The pair, from Sydney, met in 1966. They were foundation members of the Campaign Against Moral Persecution (CAMP), one of Australia's earliest and most influential gay and lesbian rights organisations. Together, they attended the first Mardi Gras in 1978, where marchers were met with police and some brutally beaten; saw the decriminalisation of homosexuality across every Australian state; and campaigned for same-sex marriage.
Bonsall-Boone remained an activist to the end, appearing with de Waal in a video published by The Equality Campaign in April as part an ongoing campaign to legalise same-sex marriage in Australia.
“In looking forward to dying, one of my sorrows is that I'm not taking Peter with me. I am going to miss him like crazy,” Bonsall-Boone said in the video.
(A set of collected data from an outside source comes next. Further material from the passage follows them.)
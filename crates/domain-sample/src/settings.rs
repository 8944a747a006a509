//! # Domain Settings
//!
//! Which domains exist and which namespace each one owns. Settings are read from JSON:
//!
//! ```json
//! {
//!   "domains": [
//!     { "root_key": "main", "base_module": "domain_sample::backoffice" },
//!     { "root_key": "partner", "name": "Partners", "base_module": "domain_sample::partner" }
//!   ]
//! }
//! ```
//!
//! [`Settings::from_env`] reads the file named by `DOMAINS_CONFIG` and falls back to
//! [`Settings::default`] when the variable is unset.

use crate::serializers::PARTNER_DOMAIN;
use crate::{backoffice, partner};
use domain_framework::{DomainConfig, DomainRegistry, MAIN_DOMAIN};
use serde::Deserialize;
use std::path::Path;
use tracing::{debug, info};

pub const CONFIG_ENV: &str = "DOMAINS_CONFIG";

#[derive(Debug, thiserror::Error)]
pub enum SettingsError {
    #[error("failed to read {path}: {source}")]
    Io {
        path: String,
        #[source]
        source: std::io::Error,
    },

    #[error("invalid domain settings: {0}")]
    Parse(#[from] serde_json::Error),

    #[error("domain #{0} has an empty root_key")]
    EmptyRootKey(usize),
}

#[derive(Debug, Clone, PartialEq, Eq, Deserialize)]
pub struct DomainSettings {
    pub root_key: String,
    #[serde(default)]
    pub name: Option<String>,
    #[serde(default)]
    pub base_module: Option<String>,
}

#[derive(Debug, Clone, PartialEq, Eq, Deserialize)]
pub struct Settings {
    pub domains: Vec<DomainSettings>,
}

impl Default for Settings {
    fn default() -> Self {
        Self {
            domains: vec![
                DomainSettings {
                    root_key: MAIN_DOMAIN.to_string(),
                    name: None,
                    base_module: Some(backoffice::NAMESPACE.to_string()),
                },
                DomainSettings {
                    root_key: PARTNER_DOMAIN.to_string(),
                    name: None,
                    base_module: Some(partner::NAMESPACE.to_string()),
                },
            ],
        }
    }
}

impl Settings {
    pub fn from_json_str(json: &str) -> Result<Self, SettingsError> {
        let settings: Settings = serde_json::from_str(json)?;
        if let Some(index) = settings
            .domains
            .iter()
            .position(|domain| domain.root_key.trim().is_empty())
        {
            return Err(SettingsError::EmptyRootKey(index));
        }
        debug!(domains = settings.domains.len(), "Parsed domain settings");
        Ok(settings)
    }

    pub fn from_file(path: impl AsRef<Path>) -> Result<Self, SettingsError> {
        let path = path.as_ref();
        let json = std::fs::read_to_string(path).map_err(|source| SettingsError::Io {
            path: path.display().to_string(),
            source,
        })?;
        Self::from_json_str(&json)
    }

    /// Settings from the file named by `DOMAINS_CONFIG`, or the defaults.
    pub fn from_env() -> Result<Self, SettingsError> {
        match std::env::var_os(CONFIG_ENV) {
            Some(path) => {
                info!(path = ?path, "Loading domain settings");
                Self::from_file(path)
            }
            None => Ok(Self::default()),
        }
    }

    pub fn registry(&self) -> DomainRegistry {
        self.domains
            .iter()
            .fold(DomainRegistry::new(), |registry, domain| {
                let config = DomainConfig::new(domain.root_key.as_str(), domain.base_module.as_deref());
                let config = match &domain.name {
                    Some(name) => config.with_name(name.as_str()),
                    None => config,
                };
                registry.with(config)
            })
    }
}
//! Logging setup shared by binaries and examples.

use tracing_subscriber::EnvFilter;

/// Installs a compact `fmt` subscriber filtered by `RUST_LOG`.
///
/// Call once at startup. Operations log inside a `perform` span carrying the operation name
/// and calling domain, so `RUST_LOG=domain_framework=debug` shows params and validation
/// verdicts for every request.
pub fn setup_tracing() {
    tracing_subscriber::fmt()
        .with_env_filter(EnvFilter::from_default_env())
        .with_target(false)
        .compact()
        .init();
}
“Marriage for Peter and me would be a great fulfillment of many years of association and love, and then I will know that we are officially a part of each other. Which we have been of course, for 50 years, but that's unofficially part of each other. To make it official would be just great.”
Kirk Marcolina, the media director at The Equality Campaign, spent a lot of time with Bonsall-Boone and de Waal in recent months.
He told BuzzFeed News they were “an old married couple in the best sense of the word”.
“They had a rapport with each other than you can't get unless you're with someone for that length of time,” he said. “They would finish each others sentences, complain about what it was like watching TV together.”
Marcolina also attended the most recent Sydney Gay and Lesbian Mardi Gras parade in March with de Waal and Bonsall-Boone.
“I had the honour of pushing Bon around in his wheelchair. Walking through the parade with those guys, I felt like I was escorting rockstars. The reaction from the community was just enormous,” he said.
“I feel very indebted [to him]. As a gay Australian I feel very lucky to have met him. It's a big loss for me personally, but a huge loss for the community as well.”
“They are – together – the most phenomenal symbol of why equality matters,” Tiernan Brady, director of The Equality Campaign, told BuzzFeed News. “This is a couple who have been together for 50 years. That's love, and commitment, and more than most of us will ever achieve.
“It's the saddest of reminders that time isn't a luxury, and life is short.”
For their 50 year anniversary, in October last year, de Waal organised for their “honorary grandchildren” to present them with wedding rings in recognition of how much Bonsall-Boone wanted to marry.
“I'd love to be able to move my wedding ring from my right hand to my left hand, and then I'd be able to call him my husband… that would be wonderful, wouldn't it?” Bonsall-Boone said in the video.
“We've been second class citizens for all of the 50 years we've been together,” said de Waal. “It would be absolutely wonderful if we could say one day, we are equal.”